Life in developing countries can be rough, with much more poverty, crime and corruption than you’re accustomed to.  Some of the locals in the very popular developing countries I’ve traveled have said that their country is fun to travel as a tourist, but not to live.

If you’re a woman, you’ll become extra appreciative

Women often have far fewer rights and freedoms in developing countries and domestic abuse is normal.

Learn a few phrases in the local language 

Not everyone can afford to learn English.

Don’t give to children and people who beg

As hard as it is sometimes, giving to beggars promotes a begging culture.  And giving to begging children is even worse because it keeps them out of school.  Even the locals will tell you not to.  If you would like to help out, it is better to do so through a local nonprofit, church or school.

Only carry around what you need on a day/night out

Don’t bring your bank card, credit card, passport and all your money if you don’t need to.

Bring Sunscreen

It’s not cheaper when you get there.

Embrace the differences 🙂

For more on traveling in developing countries, see 4 Surprising Benefits of Travel in Developing Countries and the humorous Traveling to the Third World Is Great and Also It Sucks.

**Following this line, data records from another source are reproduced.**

//! Testes da camada de vnodes

#![cfg(test)]

use super::*;
use crate::drivers::device::Device;
use crate::drivers::serial::take_captured;
use crate::sys::Errno;
use core::sync::atomic::{AtomicUsize, Ordering};
use std::boxed::Box;
use std::cell::Cell;
use std::panic::{catch_unwind, AssertUnwindSafe};

// =============================================================================
// BACKEND DE TESTE
// =============================================================================

std::thread_local! {
    static RECLAIMS: Cell<usize> = const { Cell::new(0) };
}

fn reclaims() -> usize {
    RECLAIMS.with(|c| c.get())
}

fn count_reclaim(_node: &Vnode) -> Result<(), Errno> {
    RECLAIMS.with(|c| c.set(c.get() + 1));
    Ok(())
}

fn zero_read(_node: &Vnode, _offset: u32, buf: &mut [u8]) -> Result<usize, Errno> {
    buf.fill(0);
    Ok(buf.len())
}

fn deny_open(_node: &Vnode, flags: OpenFlags) -> Result<(), Errno> {
    if flags.contains(OpenFlags::WRITE) {
        Err(Errno::EROFS)
    } else {
        Ok(())
    }
}

static CHILD_OPS: OpTable = OpTable {
    reclaim: Some(count_reclaim),
    ..OpTable::EMPTY
};

fn child_lookup(_node: &Vnode, name: &str) -> Result<&'static Vnode, Errno> {
    if name == "child" {
        let node = Vnode::init(Some(&CHILD_OPS), None, core::ptr::null_mut())
            .map_err(|_| Errno::EIO)?;
        Ok(Box::leak(Box::new(node)))
    } else {
        Err(Errno::ENOENT)
    }
}

static FULL_OPS: OpTable = OpTable {
    open: Some(deny_open),
    close: None,
    reclaim: Some(count_reclaim),
    read: Some(zero_read),
    write: None,
    lookup: Some(child_lookup),
};

static NO_READ_OPS: OpTable = OpTable {
    reclaim: Some(count_reclaim),
    ..OpTable::EMPTY
};

fn node(ops: &'static OpTable) -> Vnode {
    Vnode::init(Some(ops), None, core::ptr::null_mut()).unwrap()
}

// =============================================================================
// CONSTRUÇÃO
// =============================================================================

#[test]
fn init_defaults() {
    let vn = node(&FULL_OPS);
    assert_eq!(vn.kind(), VnodeKind::Regular);
    assert_eq!(vn.refcount(), 1);
    assert!(vn.fs().is_none());
    assert!(vn.data().is_null());
}

#[test]
fn init_without_ops_fails() {
    let result = Vnode::init(None, None, core::ptr::null_mut());
    assert_eq!(result.err(), Some(FsError::MissingOps));
}

struct DevFs;

impl FileSystem for DevFs {
    fn name(&self) -> &str {
        "devfs"
    }

    fn root(&self) -> Option<&'static Vnode> {
        None
    }
}

static DEVFS: DevFs = DevFs;

#[test]
fn init_keeps_fs_and_payload() {
    let mut payload = 42u32;
    let data = &mut payload as *mut u32 as *mut ();

    let vn = Vnode::init(Some(&FULL_OPS), Some(&DEVFS), data).unwrap();
    assert_eq!(vn.fs().map(|fs| fs.name()), Some("devfs"));
    assert_eq!(vn.data(), data);
}

// =============================================================================
// REFERÊNCIAS
// =============================================================================

#[test]
fn reclaim_runs_once_on_last_decref() {
    let vn = node(&FULL_OPS);
    let base = reclaims();

    vn.incref();
    assert_eq!(vn.refcount(), 2);

    vn.decref();
    assert_eq!(reclaims(), base);
    assert!(!vn.is_bad());

    vn.decref();
    assert_eq!(reclaims(), base + 1);
    assert_eq!(vn.kind(), VnodeKind::Bad);
    assert!(vn.data().is_null());
}

#[test]
#[should_panic(expected = "refcount underflow")]
fn decref_past_zero_panics() {
    let vn = node(&FULL_OPS);
    vn.decref();
    vn.decref();
}

#[test]
#[should_panic(expected = "used after reclaim")]
fn read_after_reclaim_panics() {
    let vn = node(&FULL_OPS);
    vn.decref();
    let mut buf = [0u8; 4];
    let _ = vn.read(0, &mut buf);
}

#[test]
#[should_panic(expected = "used after reclaim")]
fn incref_after_reclaim_panics() {
    let vn = node(&FULL_OPS);
    vn.decref();
    vn.incref();
}

#[test]
fn kill_reclaims_immediately() {
    let vn = node(&FULL_OPS);
    vn.incref();
    let base = reclaims();

    vn.kill();
    assert_eq!(reclaims(), base + 1);
    assert!(vn.is_bad());

    // Referências restantes caem sem novo reclaim
    vn.kill();
    vn.decref();
    vn.decref();
    assert_eq!(reclaims(), base + 1);
}

#[test]
fn refcount_restores_interrupts() {
    use crate::arch::test::MockCpu;
    use crate::arch::CpuOps;

    let vn = node(&FULL_OPS);
    MockCpu::set_interrupts(true);
    let before = MockCpu::disable_count();

    vn.incref();
    vn.decref();

    assert!(MockCpu::disable_count() >= before + 2);
    assert!(MockCpu::are_interrupts_enabled());
}

// =============================================================================
// DESPACHO
// =============================================================================

#[test]
fn dispatch_reaches_backend() {
    let vn = node(&FULL_OPS);
    let mut buf = [0xAAu8; 8];

    assert_eq!(vn.read(0, &mut buf), Ok(8));
    assert_eq!(buf, [0; 8]);
    assert_eq!(vn.open(OpenFlags::READ), Ok(()));
    assert_eq!(vn.open(OpenFlags::READ_WRITE), Err(Errno::EROFS));
}

#[test]
fn lookup_returns_child() {
    let dir = node(&FULL_OPS);
    dir.set_kind(VnodeKind::Directory);

    let child = dir.lookup("child").unwrap();
    assert_eq!(child.refcount(), 1);
    assert!(matches!(dir.lookup("missing"), Err(Errno::ENOENT)));
}

#[test]
#[should_panic(expected = "operation `read` missing")]
fn read_without_entry_panics() {
    let vn = node(&NO_READ_OPS);
    let mut buf = [0u8; 4];
    let _ = vn.read(0, &mut buf);
}

#[test]
#[should_panic(expected = "operation `write` missing")]
fn write_without_entry_panics() {
    let vn = node(&FULL_OPS);
    let _ = vn.write(0, b"abc");
}

#[test]
#[should_panic(expected = "operation `close` missing")]
fn check_panics_on_absent_operation() {
    let vn = node(&FULL_OPS);
    let _ = vn.check("close", FULL_OPS.close);
}

#[test]
fn missing_operation_is_logged_before_panic() {
    let vn = node(&NO_READ_OPS);
    take_captured();

    let result = catch_unwind(AssertUnwindSafe(|| {
        let mut buf = [0u8; 4];
        let _ = vn.read(0, &mut buf);
    }));

    assert!(result.is_err());
    let log = take_captured();
    assert!(log.contains("Operação de vnode ausente"));
    assert!(log.contains("read"));
}

#[test]
fn use_after_reclaim_is_logged_before_panic() {
    let vn = node(&FULL_OPS);
    vn.decref();
    take_captured();

    let result = catch_unwind(AssertUnwindSafe(|| vn.lookup("child")));

    assert!(result.is_err());
    let log = take_captured();
    assert!(log.contains("vnode usado após reclaim"));
    assert!(log.contains("lookup"));
}

#[test]
fn refcount_underflow_is_logged_before_panic() {
    let vn = node(&FULL_OPS);
    vn.decref();
    take_captured();

    let result = catch_unwind(AssertUnwindSafe(|| vn.decref()));

    assert!(result.is_err());
    assert!(take_captured().contains("Refcount underflow"));
}

#[test]
fn check_accepts_present_operation() {
    let vn = node(&FULL_OPS);
    let read = vn.check("read", FULL_OPS.read);
    let mut buf = [0xFFu8; 2];
    assert_eq!(read(&vn, 0, &mut buf), Ok(2));
    assert_eq!(buf, [0; 2]);
}

// =============================================================================
// NÓ DE DISPOSITIVO
// =============================================================================

struct LoopDevice {
    written: AtomicUsize,
}

impl Device for LoopDevice {
    fn name(&self) -> &str {
        "loop"
    }

    fn read(&self, buf: &mut [u8]) -> usize {
        let n = buf.len().min(3);
        buf[..n].copy_from_slice(&b"abc"[..n]);
        n
    }

    fn write(&self, buf: &[u8]) -> usize {
        self.written.fetch_add(buf.len(), Ordering::Relaxed);
        buf.len()
    }
}

static LOOP: LoopDevice = LoopDevice {
    written: AtomicUsize::new(0),
};
static LOOP_NODE: DeviceNode = DeviceNode::new(&LOOP);

#[test]
fn device_node_forwards_io() {
    let vn = LOOP_NODE.vnode(Some(&DEVFS)).unwrap();
    assert_eq!(vn.kind(), VnodeKind::CharDevice);

    let mut buf = [0u8; 8];
    assert_eq!(vn.read(100, &mut buf), Ok(3));
    assert_eq!(&buf[..3], b"abc");

    assert_eq!(vn.write(0, b"hello"), Ok(5));
    assert!(LOOP.written.load(Ordering::Relaxed) >= 5);

    assert!(matches!(vn.lookup("x"), Err(Errno::ENOTDIR)));
    assert_eq!(vn.open(OpenFlags::READ_WRITE), Ok(()));
    assert_eq!(vn.close(), Ok(()));

    vn.decref();
    assert!(vn.is_bad());
}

For more general travel tips, see 11 Important Things to Pack For Travel, 14 Important Things to do Before Travel and Tips For Having A Great Travel Experience.

7 thoughts on “What to Expect While Traveling in Developing Countries

  • Zoe Osborne September 8, 2015 at 6:13 PM Reply

    Some great advice! What about accommodation? What would you advise in terms of where to stay and how to book? Should people book ahead or just kind of turn up?

    • thetravelinggypsy September 8, 2015 at 6:22 PM Reply

      Thank you! Glad you found it helpful. For where to stay, I look on Hostelworld and book one of the cheapest, highest rated and most popular hostels in a convenient area amongst all the action, unless a friend recommends a specific hostel. And I always stay in the largest dorm room to save money and to meet more people because I always travel solo. There are times I book ahead, but not too far ahead, and many times I don’t book ahead at all and just show up. I like having the flexibility of deciding as I go, but if it’s a busy season, you typically have to book somewhat ahead of time. I hope that helped! 🙂

      • Zoe Osborne September 9, 2015 at 6:11 PM Reply

        Sounds good. I like flexibility too, but when I travelled in India for example I found that sometimes it was much safer to book ahead! That’s why I asked 🙂

        • thetravelinggypsy September 10, 2015 at 12:45 AM Reply

          When you’re arriving to a new city/country, it’s often nice to book ahead so you have an address to go to

  • AnnaJ September 9, 2015 at 12:38 PM Reply

    Well put! I’m from a developing country so most of these things come naturally to me. But I am in conformity with all your points.